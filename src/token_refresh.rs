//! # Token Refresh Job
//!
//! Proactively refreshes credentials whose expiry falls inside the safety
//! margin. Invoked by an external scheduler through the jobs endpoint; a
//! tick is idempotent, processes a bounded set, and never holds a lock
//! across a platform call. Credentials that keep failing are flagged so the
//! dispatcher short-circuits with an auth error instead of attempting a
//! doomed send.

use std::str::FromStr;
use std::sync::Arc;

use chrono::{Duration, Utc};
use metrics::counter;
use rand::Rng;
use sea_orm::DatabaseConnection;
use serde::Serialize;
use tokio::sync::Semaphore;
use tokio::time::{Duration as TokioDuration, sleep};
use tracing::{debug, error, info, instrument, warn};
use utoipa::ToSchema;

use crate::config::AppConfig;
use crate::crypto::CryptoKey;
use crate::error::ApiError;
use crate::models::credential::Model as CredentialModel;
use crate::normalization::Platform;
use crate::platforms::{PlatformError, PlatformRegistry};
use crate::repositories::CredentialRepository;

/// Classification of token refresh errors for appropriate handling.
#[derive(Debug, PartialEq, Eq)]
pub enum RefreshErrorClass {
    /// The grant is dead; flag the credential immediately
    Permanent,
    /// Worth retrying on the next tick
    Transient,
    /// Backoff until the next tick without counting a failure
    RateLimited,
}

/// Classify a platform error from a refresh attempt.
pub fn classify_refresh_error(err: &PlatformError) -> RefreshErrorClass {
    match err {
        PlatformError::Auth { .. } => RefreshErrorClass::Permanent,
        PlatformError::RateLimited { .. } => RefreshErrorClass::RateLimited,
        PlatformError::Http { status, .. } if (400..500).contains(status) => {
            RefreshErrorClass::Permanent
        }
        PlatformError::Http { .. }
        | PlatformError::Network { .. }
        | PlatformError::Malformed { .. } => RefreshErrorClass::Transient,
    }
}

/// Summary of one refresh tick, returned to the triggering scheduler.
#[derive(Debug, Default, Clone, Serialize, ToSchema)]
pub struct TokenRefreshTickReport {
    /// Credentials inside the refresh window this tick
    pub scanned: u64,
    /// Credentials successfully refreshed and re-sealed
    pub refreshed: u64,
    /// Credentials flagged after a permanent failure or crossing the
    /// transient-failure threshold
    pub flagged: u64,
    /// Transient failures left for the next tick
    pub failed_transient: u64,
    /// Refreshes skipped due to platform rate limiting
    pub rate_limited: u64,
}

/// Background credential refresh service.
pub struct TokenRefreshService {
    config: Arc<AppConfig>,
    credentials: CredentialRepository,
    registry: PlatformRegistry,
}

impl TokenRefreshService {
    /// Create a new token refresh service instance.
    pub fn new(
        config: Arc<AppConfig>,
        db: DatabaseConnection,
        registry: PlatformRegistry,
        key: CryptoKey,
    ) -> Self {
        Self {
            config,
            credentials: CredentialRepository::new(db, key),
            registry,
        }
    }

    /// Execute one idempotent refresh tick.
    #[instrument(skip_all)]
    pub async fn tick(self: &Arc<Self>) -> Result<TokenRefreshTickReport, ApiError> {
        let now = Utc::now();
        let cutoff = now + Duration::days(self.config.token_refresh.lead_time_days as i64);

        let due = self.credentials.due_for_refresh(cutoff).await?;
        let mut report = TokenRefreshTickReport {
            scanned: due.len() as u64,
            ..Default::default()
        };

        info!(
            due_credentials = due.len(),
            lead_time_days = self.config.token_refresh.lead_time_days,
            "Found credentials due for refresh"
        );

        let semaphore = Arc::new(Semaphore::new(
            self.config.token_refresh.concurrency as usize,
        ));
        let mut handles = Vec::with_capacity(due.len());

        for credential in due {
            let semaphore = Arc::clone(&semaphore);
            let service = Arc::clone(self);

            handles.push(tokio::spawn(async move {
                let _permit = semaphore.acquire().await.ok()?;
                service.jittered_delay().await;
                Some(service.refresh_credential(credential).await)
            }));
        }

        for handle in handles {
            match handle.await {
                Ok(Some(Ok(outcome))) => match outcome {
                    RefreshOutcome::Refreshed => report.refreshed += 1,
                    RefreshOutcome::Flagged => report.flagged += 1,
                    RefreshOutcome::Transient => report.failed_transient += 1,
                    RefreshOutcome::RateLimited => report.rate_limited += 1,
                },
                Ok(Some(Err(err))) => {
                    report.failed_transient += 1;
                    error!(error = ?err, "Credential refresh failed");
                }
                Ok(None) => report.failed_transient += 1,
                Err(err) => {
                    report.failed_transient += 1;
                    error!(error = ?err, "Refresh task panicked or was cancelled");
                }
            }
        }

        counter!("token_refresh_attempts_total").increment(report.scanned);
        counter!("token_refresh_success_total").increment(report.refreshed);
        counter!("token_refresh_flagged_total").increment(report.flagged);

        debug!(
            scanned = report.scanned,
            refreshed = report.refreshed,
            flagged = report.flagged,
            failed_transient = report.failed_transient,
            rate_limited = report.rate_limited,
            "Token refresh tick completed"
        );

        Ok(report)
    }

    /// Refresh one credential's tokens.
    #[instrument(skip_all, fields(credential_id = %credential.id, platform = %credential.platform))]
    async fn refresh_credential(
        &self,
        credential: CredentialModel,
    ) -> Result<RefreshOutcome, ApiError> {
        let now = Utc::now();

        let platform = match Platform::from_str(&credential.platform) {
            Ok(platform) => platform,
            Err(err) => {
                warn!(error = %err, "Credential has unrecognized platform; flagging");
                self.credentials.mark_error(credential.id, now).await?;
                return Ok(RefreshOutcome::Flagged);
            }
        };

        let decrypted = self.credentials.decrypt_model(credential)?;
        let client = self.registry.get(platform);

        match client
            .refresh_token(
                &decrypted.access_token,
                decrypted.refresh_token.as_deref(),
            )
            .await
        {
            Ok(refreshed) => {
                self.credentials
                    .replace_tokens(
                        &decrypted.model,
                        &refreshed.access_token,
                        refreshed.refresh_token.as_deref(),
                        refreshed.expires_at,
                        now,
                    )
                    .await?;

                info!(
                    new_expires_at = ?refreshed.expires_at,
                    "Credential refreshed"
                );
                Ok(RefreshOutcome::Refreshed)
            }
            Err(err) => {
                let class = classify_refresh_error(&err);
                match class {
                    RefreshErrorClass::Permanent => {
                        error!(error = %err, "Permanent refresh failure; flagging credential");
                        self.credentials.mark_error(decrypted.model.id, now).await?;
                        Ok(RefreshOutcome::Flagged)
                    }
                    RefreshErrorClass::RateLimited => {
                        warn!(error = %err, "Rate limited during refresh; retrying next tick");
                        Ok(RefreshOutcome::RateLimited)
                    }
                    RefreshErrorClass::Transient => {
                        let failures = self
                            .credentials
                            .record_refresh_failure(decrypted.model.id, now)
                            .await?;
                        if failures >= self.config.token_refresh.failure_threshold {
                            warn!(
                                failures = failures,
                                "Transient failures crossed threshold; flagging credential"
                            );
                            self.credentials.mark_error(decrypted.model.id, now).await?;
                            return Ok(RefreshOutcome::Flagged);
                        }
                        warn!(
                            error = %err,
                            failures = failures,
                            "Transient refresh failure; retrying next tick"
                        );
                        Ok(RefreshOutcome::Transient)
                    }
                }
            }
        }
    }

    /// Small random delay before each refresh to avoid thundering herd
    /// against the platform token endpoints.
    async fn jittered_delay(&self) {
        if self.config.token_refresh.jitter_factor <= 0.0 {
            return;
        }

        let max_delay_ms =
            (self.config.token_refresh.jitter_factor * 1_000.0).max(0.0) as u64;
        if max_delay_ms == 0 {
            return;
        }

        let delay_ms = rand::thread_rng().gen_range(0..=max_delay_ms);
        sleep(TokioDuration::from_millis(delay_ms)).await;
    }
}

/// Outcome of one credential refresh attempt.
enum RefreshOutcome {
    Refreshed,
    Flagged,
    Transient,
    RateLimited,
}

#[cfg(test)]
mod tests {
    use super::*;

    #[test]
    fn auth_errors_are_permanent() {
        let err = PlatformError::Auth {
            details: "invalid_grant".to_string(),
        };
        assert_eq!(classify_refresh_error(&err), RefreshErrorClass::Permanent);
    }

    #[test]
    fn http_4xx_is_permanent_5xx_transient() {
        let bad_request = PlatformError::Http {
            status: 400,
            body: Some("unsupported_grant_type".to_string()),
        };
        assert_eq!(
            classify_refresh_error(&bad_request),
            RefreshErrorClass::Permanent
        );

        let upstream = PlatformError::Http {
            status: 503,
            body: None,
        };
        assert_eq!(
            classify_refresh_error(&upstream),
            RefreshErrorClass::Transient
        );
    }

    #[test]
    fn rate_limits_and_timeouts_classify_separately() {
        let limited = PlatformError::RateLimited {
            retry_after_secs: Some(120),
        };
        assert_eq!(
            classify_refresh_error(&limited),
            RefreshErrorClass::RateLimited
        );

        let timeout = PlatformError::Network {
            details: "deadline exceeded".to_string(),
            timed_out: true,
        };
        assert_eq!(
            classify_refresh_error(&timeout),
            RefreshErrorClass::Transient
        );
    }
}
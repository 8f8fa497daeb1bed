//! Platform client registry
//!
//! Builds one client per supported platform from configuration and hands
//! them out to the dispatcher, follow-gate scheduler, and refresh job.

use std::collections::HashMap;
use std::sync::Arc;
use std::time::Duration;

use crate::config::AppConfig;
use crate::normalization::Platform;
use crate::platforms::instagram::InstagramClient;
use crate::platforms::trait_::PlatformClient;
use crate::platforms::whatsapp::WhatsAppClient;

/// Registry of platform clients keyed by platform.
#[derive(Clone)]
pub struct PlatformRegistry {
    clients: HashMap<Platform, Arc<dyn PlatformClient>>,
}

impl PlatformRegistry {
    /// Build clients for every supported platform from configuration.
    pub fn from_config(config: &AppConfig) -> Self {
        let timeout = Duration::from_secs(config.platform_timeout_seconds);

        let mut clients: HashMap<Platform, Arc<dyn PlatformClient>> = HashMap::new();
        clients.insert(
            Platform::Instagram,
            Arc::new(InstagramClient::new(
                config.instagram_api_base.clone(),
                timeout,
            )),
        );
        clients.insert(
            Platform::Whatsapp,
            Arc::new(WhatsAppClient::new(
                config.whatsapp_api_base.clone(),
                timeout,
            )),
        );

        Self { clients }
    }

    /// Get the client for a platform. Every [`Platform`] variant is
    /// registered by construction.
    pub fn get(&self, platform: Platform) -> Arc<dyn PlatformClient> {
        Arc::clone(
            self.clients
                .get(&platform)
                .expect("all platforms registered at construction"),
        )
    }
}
■ ■ ■ ■ ■
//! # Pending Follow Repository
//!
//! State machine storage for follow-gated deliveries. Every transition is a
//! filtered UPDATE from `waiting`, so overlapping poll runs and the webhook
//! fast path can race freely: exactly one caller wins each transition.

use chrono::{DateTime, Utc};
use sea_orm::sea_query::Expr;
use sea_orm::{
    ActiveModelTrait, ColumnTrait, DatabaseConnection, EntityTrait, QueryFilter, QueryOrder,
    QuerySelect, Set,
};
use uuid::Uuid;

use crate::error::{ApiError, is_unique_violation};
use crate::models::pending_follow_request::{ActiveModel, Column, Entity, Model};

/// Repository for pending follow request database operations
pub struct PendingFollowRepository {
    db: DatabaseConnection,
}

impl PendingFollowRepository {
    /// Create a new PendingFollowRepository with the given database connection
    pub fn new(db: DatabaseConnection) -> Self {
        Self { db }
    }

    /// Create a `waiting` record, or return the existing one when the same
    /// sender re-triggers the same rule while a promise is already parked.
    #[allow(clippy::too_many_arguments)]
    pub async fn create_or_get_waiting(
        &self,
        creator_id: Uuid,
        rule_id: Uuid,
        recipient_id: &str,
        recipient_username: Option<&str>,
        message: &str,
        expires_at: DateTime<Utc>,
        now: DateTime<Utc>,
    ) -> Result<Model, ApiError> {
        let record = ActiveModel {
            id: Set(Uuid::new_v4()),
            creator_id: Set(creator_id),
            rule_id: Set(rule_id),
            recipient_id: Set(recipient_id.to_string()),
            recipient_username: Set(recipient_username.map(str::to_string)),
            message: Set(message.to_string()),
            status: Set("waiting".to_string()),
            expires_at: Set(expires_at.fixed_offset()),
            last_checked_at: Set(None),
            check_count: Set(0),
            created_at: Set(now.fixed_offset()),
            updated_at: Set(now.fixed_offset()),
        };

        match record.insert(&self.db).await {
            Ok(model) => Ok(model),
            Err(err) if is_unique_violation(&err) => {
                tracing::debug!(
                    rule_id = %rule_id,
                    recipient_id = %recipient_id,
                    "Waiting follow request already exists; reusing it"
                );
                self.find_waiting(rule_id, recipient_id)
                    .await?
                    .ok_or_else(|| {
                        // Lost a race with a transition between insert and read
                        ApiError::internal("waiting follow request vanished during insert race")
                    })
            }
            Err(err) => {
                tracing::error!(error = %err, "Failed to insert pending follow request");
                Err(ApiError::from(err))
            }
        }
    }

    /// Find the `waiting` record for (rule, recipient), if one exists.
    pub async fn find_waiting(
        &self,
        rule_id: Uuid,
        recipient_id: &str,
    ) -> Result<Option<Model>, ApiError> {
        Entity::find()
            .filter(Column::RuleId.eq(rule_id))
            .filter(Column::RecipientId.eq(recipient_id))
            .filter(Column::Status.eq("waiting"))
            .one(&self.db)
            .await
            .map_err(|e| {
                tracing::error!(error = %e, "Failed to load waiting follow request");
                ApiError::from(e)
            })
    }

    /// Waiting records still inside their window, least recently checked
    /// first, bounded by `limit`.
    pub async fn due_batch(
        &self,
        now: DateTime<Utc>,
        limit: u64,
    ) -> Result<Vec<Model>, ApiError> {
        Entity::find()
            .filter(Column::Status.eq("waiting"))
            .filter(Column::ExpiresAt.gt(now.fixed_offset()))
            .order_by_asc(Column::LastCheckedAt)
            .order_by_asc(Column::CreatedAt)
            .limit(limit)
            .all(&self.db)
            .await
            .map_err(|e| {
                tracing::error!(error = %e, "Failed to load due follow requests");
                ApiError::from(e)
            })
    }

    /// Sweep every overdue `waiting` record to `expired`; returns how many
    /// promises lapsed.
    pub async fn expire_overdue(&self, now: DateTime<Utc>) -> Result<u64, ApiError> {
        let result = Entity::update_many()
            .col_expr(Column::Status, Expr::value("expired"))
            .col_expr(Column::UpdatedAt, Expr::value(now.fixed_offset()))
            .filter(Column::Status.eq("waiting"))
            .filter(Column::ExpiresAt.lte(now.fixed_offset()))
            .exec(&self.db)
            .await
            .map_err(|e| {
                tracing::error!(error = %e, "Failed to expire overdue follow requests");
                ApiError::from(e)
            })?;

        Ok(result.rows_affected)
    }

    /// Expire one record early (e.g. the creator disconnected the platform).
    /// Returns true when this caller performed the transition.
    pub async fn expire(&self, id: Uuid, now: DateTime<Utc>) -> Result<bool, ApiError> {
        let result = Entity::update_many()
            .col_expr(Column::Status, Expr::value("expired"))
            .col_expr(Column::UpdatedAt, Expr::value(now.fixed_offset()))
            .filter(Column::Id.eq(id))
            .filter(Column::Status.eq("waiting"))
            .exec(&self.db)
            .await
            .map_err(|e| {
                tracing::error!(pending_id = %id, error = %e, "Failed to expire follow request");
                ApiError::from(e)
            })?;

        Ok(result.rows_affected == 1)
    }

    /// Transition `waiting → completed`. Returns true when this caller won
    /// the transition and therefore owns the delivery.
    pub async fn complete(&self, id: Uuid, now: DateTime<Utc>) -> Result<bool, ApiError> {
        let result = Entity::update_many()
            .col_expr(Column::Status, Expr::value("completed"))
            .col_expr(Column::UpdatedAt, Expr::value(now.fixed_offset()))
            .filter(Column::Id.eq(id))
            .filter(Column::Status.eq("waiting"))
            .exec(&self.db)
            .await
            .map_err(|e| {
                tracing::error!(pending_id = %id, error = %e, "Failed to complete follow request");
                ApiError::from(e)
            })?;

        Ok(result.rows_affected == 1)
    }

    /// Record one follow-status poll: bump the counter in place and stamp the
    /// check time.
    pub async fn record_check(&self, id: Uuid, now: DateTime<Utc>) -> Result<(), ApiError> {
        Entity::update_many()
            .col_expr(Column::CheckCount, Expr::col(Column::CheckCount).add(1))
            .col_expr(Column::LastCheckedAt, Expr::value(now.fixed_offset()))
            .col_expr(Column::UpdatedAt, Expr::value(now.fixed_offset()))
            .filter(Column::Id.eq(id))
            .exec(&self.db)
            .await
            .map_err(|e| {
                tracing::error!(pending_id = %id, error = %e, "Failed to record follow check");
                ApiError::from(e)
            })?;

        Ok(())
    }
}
■ ■ ■ ■ ■
■ Task to complete ■
Given the records above, restate word for word only the lines starting at the one with "Err(ApiError::from(err))" and ending at the one with "disconnected the platform).".

■ Output ■
                Err(ApiError::from(err))
            }
        }
    }

    /// Find the `waiting` record for (rule, recipient), if one exists.
    pub async fn find_waiting(
        &self,
        rule_id: Uuid,
        recipient_id: &str,
    ) -> Result<Option<Model>, ApiError> {
        Entity::find()
            .filter(Column::RuleId.eq(rule_id))
            .filter(Column::RecipientId.eq(recipient_id))
            .filter(Column::Status.eq("waiting"))
            .one(&self.db)
            .await
            .map_err(|e| {
                tracing::error!(error = %e, "Failed to load waiting follow request");
                ApiError::from(e)
            })
    }

    /// Waiting records still inside their window, least recently checked
    /// first, bounded by `limit`.
    pub async fn due_batch(
        &self,
        now: DateTime<Utc>,
        limit: u64,
    ) -> Result<Vec<Model>, ApiError> {
        Entity::find()
            .filter(Column::Status.eq("waiting"))
            .filter(Column::ExpiresAt.gt(now.fixed_offset()))
            .order_by_asc(Column::LastCheckedAt)
            .order_by_asc(Column::CreatedAt)
            .limit(limit)
            .all(&self.db)
            .await
            .map_err(|e| {
                tracing::error!(error = %e, "Failed to load due follow requests");
                ApiError::from(e)
            })
    }

    /// Sweep every overdue `waiting` record to `expired`; returns how many
    /// promises lapsed.
    pub async fn expire_overdue(&self, now: DateTime<Utc>) -> Result<u64, ApiError> {
        let result = Entity::update_many()
            .col_expr(Column::Status, Expr::value("expired"))
            .col_expr(Column::UpdatedAt, Expr::value(now.fixed_offset()))
            .filter(Column::Status.eq("waiting"))
            .filter(Column::ExpiresAt.lte(now.fixed_offset()))
            .exec(&self.db)
            .await
            .map_err(|e| {
                tracing::error!(error = %e, "Failed to expire overdue follow requests");
                ApiError::from(e)
            })?;

        Ok(result.rows_affected)
    }

    /// Expire one record early (e.g. the creator disconnected the platform).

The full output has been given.